Nella nuova fase di spending che ha preso avvio a maggio 2012 - dopo un primo periodo sperimentale di controllo della spesa avviato nel 2007 e, con successivi provvedimenti, reso sempre più codificato - di commissari se ne sono avvicendati quattro. Il primo è stato il manager Enrico Bondi, nominato dal Governo Monti all’indomani della ricognizione con la quale l’allora ministro dei Rapporti per il Parlamento, ma con delega anche alla spending review, Piero Giarda, aveva individuato 295 miliardi di spesa da poter tagliare. Il rapporto Giarda si può considerare il primo passo della nuova fase di spending.

Poco dopo la nomina di Bondi, una direttiva degli inizi di maggio del presidente del consiglio aveva indicato alle amministrazioni centrali i criteri per realizzare nel semestre successivo un risparmio di spesa di 4,2 miliardi. Alla direttiva hanno fatto seguito due decreti legge (il 52 e il 95) dedicati alla razionalizzazione della spesa pubblica. L’ultimo, in particolare, puntava a un risparmio di 3,9 miliardi nel 2012, di 6,6 nel 2013 e di 9,9 nel 2014.

Bondi lascia a gennaio 2013 e gli succede per pochi mesi il ragioniere dello Stato Mario Canzio, che a sua volta passa il testimone a Carlo Cottarelli, proveniente dal Fondo monetario internazionale. Cottarelli, nominato sotto il Governo Letta, avvia una ricognizione dei costi pubblici aggredibili e arriva a disegnare una geografia degli sprechi - dalle consulenze alle auto blu, dai costi della politica alla sinergie tra le Forze dell’ordine, dalle partecipate locali all’illuminazione pubblica - che se aggrediti possono consentire risparmi di 7 miliardi nel 2014, di 18,1 nel 2015 e di 33,9 nel 2016.

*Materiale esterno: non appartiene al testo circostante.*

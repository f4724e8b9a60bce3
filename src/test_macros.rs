//! Declarative macros for generating CLI parsing and output tests.
//!
//! Command modules declare their test cases and let these macros generate the
//! test functions. Every macro expects `Args`, `Parser`, and `rstest` to be in
//! scope at the call site.

/// Generate a test for default values when a command is invoked with minimal args.
#[macro_export]
macro_rules! cli_defaults_test {
    (
        command: $cmd:literal,
        variant: $variant:ident,
        required_args: [$($req_arg:literal),*],
        defaults: {
            $($def_field:ident : $def_expected:expr),* $(,)?
        } $(,)?
    ) => {
        #[rstest]
        fn test_defaults() {
            let args = Args::try_parse_from(["ir_compiler", $cmd, $($req_arg),*]).unwrap();
            match args.command {
                crate::commands::Command::$variant(cmd) => {
                    $(
                        assert_eq!(cmd.$def_field, $def_expected,
                            concat!("Default value mismatch for field: ", stringify!($def_field)));
                    )*
                }
                _ => panic!(concat!("Expected ", stringify!($variant), " command")),
            }
        }
    };
}

/// Generate a single CLI option test.
#[macro_export]
macro_rules! cli_option_test {
    (
        command: $cmd:literal,
        variant: $variant:ident,
        test_name: $test_name:ident,
        args: [$($arg:literal),+],
        field: $field:ident,
        expected: $expected:expr $(,)?
    ) => {
        #[rstest]
        fn $test_name() {
            let args = Args::try_parse_from([
                "ir_compiler",
                $cmd,
                $($arg),+
            ]).unwrap();
            match args.command {
                crate::commands::Command::$variant(cmd) => {
                    assert_eq!(cmd.$field, $expected,
                        concat!("Field ", stringify!($field), " mismatch"));
                }
                _ => panic!(concat!("Expected ", stringify!($variant), " command")),
            }
        }
    };
}

/// Generate a single CLI option test with required args.
#[macro_export]
macro_rules! cli_option_test_with_required {
    (
        command: $cmd:literal,
        variant: $variant:ident,
        required_args: [$($req_arg:literal),+],
        test_name: $test_name:ident,
        args: [$($arg:literal),+],
        field: $field:ident,
        expected: $expected:expr $(,)?
    ) => {
        #[rstest]
        fn $test_name() {
            let args = Args::try_parse_from([
                "ir_compiler",
                $cmd,
                $($req_arg,)+
                $($arg),+
            ]).unwrap();
            match args.command {
                crate::commands::Command::$variant(cmd) => {
                    assert_eq!(cmd.$field, $expected,
                        concat!("Field ", stringify!($field), " mismatch"));
                }
                _ => panic!(concat!("Expected ", stringify!($variant), " command")),
            }
        }
    };
}

/// Generate a test that verifies a command requires a specific argument.
///
/// # Example
///
/// ```ignore
/// cli_required_arg_test! {
///     command: "validate-schema",
///     test_name: test_requires_input,
///     required_arg: "--input",
/// }
/// ```
#[macro_export]
macro_rules! cli_required_arg_test {
    (
        command: $cmd:literal,
        test_name: $test_name:ident,
        required_arg: $arg:literal $(,)?
    ) => {
        #[rstest]
        fn $test_name() {
            let result = Args::try_parse_from(["ir_compiler", $cmd]);
            assert!(result.is_err(), concat!("Command should require ", $arg));
            assert!(
                result.unwrap_err().to_string().contains($arg),
                concat!("Error should mention ", $arg)
            );
        }
    };
}

/// Generate a test that verifies parsing fails with specific invalid args.
///
/// # Example
///
/// ```ignore
/// cli_error_test! {
///     command: "write-schema",
///     test_name: test_unknown_dbms_rejected,
///     args: ["--input", "app.json", "--dbms", "oracle"],
/// }
/// ```
#[macro_export]
macro_rules! cli_error_test {
    (
        command: $cmd:literal,
        test_name: $test_name:ident,
        args: [$($arg:literal),+] $(,)?
    ) => {
        #[rstest]
        fn $test_name() {
            let result = Args::try_parse_from([
                "ir_compiler",
                $cmd,
                $($arg),+
            ]);
            assert!(result.is_err());
        }
    };
}

// =============================================================================
// Output Test Macros
// =============================================================================

/// Generate a test that verifies table output matches expected string.
///
/// Works with rstest fixtures by accepting a fixture parameter.
///
/// # Example
/// ```ignore
/// output_table_test! {
///     test_name: test_to_table_empty,
///     fixture: empty_result,
///     fixture_type: ValidateSchemaResult,
///     expected: EMPTY_TABLE_OUTPUT,
/// }
/// ```
#[macro_export]
macro_rules! output_table_test {
    // With format parameter (Json, Toon)
    (
        test_name: $test_name:ident,
        fixture: $fixture:ident,
        fixture_type: $fixture_type:ty,
        expected: $expected:expr,
        format: $format:ident $(,)?
    ) => {
        #[rstest]
        fn $test_name($fixture: $fixture_type) {
            use crate::output::{Outputable, OutputFormat};
            assert_eq!($fixture.format(OutputFormat::$format), $expected);
        }
    };
    // Default table format
    (
        test_name: $test_name:ident,
        fixture: $fixture:ident,
        fixture_type: $fixture_type:ty,
        expected: $expected:expr $(,)?
    ) => {
        #[rstest]
        fn $test_name($fixture: $fixture_type) {
            use crate::output::Outputable;
            assert_eq!($fixture.to_table(), $expected);
        }
    };
}

/// Generate a test that verifies table output contains expected strings.
///
/// Use this when exact string matching is too brittle.
#[macro_export]
macro_rules! output_table_contains_test {
    (
        test_name: $test_name:ident,
        fixture: $fixture:ident,
        fixture_type: $fixture_type:ty,
        contains: [$($needle:literal),* $(,)?] $(,)?
    ) => {
        #[rstest]
        fn $test_name($fixture: $fixture_type) {
            use crate::output::Outputable;
            let output = $fixture.to_table();
            $(
                assert!(output.contains($needle), concat!("Table output should contain: ", $needle));
            )*
        }
    };
}

/// Generate a test that verifies JSON output is valid and contains expected fields.
///
/// # Example
/// ```ignore
/// output_json_test! {
///     test_name: test_format_json,
///     fixture: single_result,
///     fixture_type: ValidateSchemaResult,
///     assertions: {
///         "valid": false,
///         "models": 2,
///     },
/// }
/// ```
#[macro_export]
macro_rules! output_json_test {
    (
        test_name: $test_name:ident,
        fixture: $fixture:ident,
        fixture_type: $fixture_type:ty,
        assertions: { $($field:literal : $expected:expr),* $(,)? } $(,)?
    ) => {
        #[rstest]
        fn $test_name($fixture: $fixture_type) {
            use crate::output::{Outputable, OutputFormat};
            let output = $fixture.format(OutputFormat::Json);
            let parsed: serde_json::Value = serde_json::from_str(&output)
                .expect("Should produce valid JSON");
            $(
                assert_eq!(parsed[$field], $expected, concat!("JSON field mismatch: ", $field));
            )*
        }
    };
}

/// Generate a test that verifies Toon output contains expected strings.
///
/// # Example
/// ```ignore
/// output_toon_test! {
///     test_name: test_format_toon,
///     fixture: single_result,
///     fixture_type: ValidateSchemaResult,
///     contains: ["valid: false", "errors["],
/// }
/// ```
#[macro_export]
macro_rules! output_toon_test {
    (
        test_name: $test_name:ident,
        fixture: $fixture:ident,
        fixture_type: $fixture_type:ty,
        contains: [$($needle:literal),* $(,)?] $(,)?
    ) => {
        #[rstest]
        fn $test_name($fixture: $fixture_type) {
            use crate::output::{Outputable, OutputFormat};
            let output = $fixture.format(OutputFormat::Toon);
            $(
                assert!(output.contains($needle), concat!("Toon output should contain: ", $needle));
            )*
        }
    };
}
//! CLI argument definitions.
//!
//! This module contains the top-level CLI structure and shared options.
//! Individual command definitions are in the `commands` module.

use clap::Parser;
use std::path::PathBuf;

use crate::commands::Command;
use crate::output::OutputFormat;

#[derive(Parser, Debug)]
#[command(author, version, about, long_about = None)]
pub struct Args {
    /// Output format
    #[arg(short, long, value_enum, default_value_t = OutputFormat::Table, global = true)]
    pub format: OutputFormat,

    /// Configuration file (defaults to ./.ir_compiler.json when present)
    #[arg(long, global = true)]
    pub config: Option<PathBuf>,

    /// Log level filter used when RUST_LOG is not set
    #[arg(long, default_value = "warn", global = true)]
    pub log_level: String,

    #[command(subcommand)]
    pub command: Command,
}

#[cfg(test)]
mod tests {
    use super::*;
    use rstest::rstest;

    #[rstest]
    fn test_global_defaults() {
        let args = Args::try_parse_from(["ir_compiler", "validate-schema", "--input", "Cargo.toml"])
            .unwrap();
        assert_eq!(args.format, OutputFormat::Table);
        assert_eq!(args.config, None);
        assert_eq!(args.log_level, "warn");
    }

    #[rstest]
    #[case("json", OutputFormat::Json)]
    #[case("toon", OutputFormat::Toon)]
    fn test_format_after_subcommand(#[case] value: &str, #[case] expected: OutputFormat) {
        let args = Args::try_parse_from([
            "ir_compiler",
            "validate-schema",
            "--input",
            "Cargo.toml",
            "--format",
            value,
        ])
        .unwrap();
        assert_eq!(args.format, expected);
    }

    #[rstest]
    fn test_config_and_log_level() {
        let args = Args::try_parse_from([
            "ir_compiler",
            "--config",
            "custom.json",
            "--log-level",
            "debug",
            "validate-schema",
            "--input",
            "Cargo.toml",
        ])
        .unwrap();
        assert_eq!(args.config, Some(PathBuf::from("custom.json")));
        assert_eq!(args.log_level, "debug");
    }

    #[rstest]
    fn test_invalid_format_rejected() {
        let result = Args::try_parse_from([
            "ir_compiler",
            "--format",
            "xml",
            "validate-schema",
            "--input",
            "Cargo.toml",
        ]);
        assert!(result.is_err());
    }
}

Tra Cottarelli e il nuovo premier Renzi, però, non c’è stata sintonia e il commissario ha lasciato a ottobre 2014. A marzo 2015 è arrivato l’attuale commissario, Yoram Gutgeld, affiancato dall’economista Roberto Perotti. Anche Perotti a novembre dell’anno scorso ha gettato la spugna.

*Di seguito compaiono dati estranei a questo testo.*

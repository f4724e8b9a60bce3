//! Output formatting tests for write-schema command.

#[cfg(test)]
mod tests {
    use super::super::execute::WriteSchemaResult;
    use crate::schema::Dbms;
    use rstest::{fixture, rstest};
    use std::collections::BTreeMap;

    const MULTI_TABLE_OUTPUT: &str = "\
// ==> a.prisma <==
model A {}

// ==> b.prisma <==
model B {}";

    #[fixture]
    fn single_result() -> WriteSchemaResult {
        WriteSchemaResult {
            dbms: Dbms::Sqlite,
            files: BTreeMap::from([("a.prisma".to_string(), "model A {}\n".to_string())]),
        }
    }

    #[fixture]
    fn multi_result() -> WriteSchemaResult {
        WriteSchemaResult {
            dbms: Dbms::Sqlite,
            files: BTreeMap::from([
                ("b.prisma".to_string(), "model B {}\n".to_string()),
                ("a.prisma".to_string(), "model A {}\n".to_string()),
            ]),
        }
    }

    crate::output_table_test! {
        test_name: test_to_table_single,
        fixture: single_result,
        fixture_type: WriteSchemaResult,
        expected: "model A {}",
    }

    crate::output_table_test! {
        test_name: test_to_table_multi,
        fixture: multi_result,
        fixture_type: WriteSchemaResult,
        expected: MULTI_TABLE_OUTPUT,
    }

    crate::output_json_test! {
        test_name: test_format_json,
        fixture: multi_result,
        fixture_type: WriteSchemaResult,
        assertions: {
            "dbms": "sqlite",
        },
    }
}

Dopo tutti questi avvicendamenti, quanto è stato effettivamente tagliato? E in che modo? Secondo un documento dell’Economia del febbraio scorso, la spending ha prodotto, per rimanere agli ultimi tre anni, risparmi per oltre 46 miliardi - 3,6 nel 2014, 18 nel 2015 e 25 nel 2016 -, in prospettiva destinati a crescere, perché, per esempio, la legge di Stabilità 2016 è accreditata per 7,2 miliardi di minori spese nell’anno in corso, che diventeranno 8,3 nel 2017 e 10 nel 2018.

Altro discorso riguarda l’impatto di tali tagli. Soprattutto quelli della prima ora - come ha sottolineato anche di recente la Corte dei conti - sono avvenuti in maniera lineare, penalizzando il funzionamento delle amministrazioni e i servizi per i cittadini. Con la legge di Stabilità per il 2015 si è passati a una spending più selettiva. E questo - ammettono i giudici contabili - offre ampi margini di miglioramento della revisione della spesa. A cui va ora aggiunta la novità della legge di bilancio, con i ministeri chiamati ad autolimitarsi.